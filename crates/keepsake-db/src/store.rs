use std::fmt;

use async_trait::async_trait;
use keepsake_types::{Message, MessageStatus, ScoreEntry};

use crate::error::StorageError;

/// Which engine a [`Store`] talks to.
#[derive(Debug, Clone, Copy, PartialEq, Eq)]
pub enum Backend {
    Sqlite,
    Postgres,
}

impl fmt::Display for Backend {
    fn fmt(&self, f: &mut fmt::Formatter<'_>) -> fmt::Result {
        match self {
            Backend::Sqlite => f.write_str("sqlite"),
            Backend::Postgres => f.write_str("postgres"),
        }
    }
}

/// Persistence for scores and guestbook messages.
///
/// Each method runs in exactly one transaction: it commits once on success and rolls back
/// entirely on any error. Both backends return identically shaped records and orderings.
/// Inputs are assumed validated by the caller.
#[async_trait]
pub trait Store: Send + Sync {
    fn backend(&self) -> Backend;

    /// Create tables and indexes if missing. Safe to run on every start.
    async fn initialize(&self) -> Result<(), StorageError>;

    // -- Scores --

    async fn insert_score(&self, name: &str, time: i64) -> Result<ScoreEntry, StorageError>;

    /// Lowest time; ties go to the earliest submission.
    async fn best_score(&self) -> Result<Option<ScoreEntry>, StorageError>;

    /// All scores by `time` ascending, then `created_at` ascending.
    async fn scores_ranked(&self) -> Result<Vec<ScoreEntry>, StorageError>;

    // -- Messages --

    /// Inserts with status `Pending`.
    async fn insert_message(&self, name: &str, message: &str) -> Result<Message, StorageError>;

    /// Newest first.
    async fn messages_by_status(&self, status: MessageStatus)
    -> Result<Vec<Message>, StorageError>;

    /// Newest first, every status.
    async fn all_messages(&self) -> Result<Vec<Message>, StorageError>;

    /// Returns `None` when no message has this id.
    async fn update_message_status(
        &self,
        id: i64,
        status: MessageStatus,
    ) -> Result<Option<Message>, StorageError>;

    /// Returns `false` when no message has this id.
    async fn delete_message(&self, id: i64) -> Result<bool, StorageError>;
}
• • • • •
- _HOW TO COMPLETE THIS TASK_
Locate the lines above that hold the word "time". Show every one of them.

- _YOUR SOLUTION_
    async fn insert_score(&self, name: &str, time: i64) -> Result<ScoreEntry, StorageError>;
    /// Lowest time; ties go to the earliest submission.
    /// All scores by `time` ascending, then `created_at` ascending.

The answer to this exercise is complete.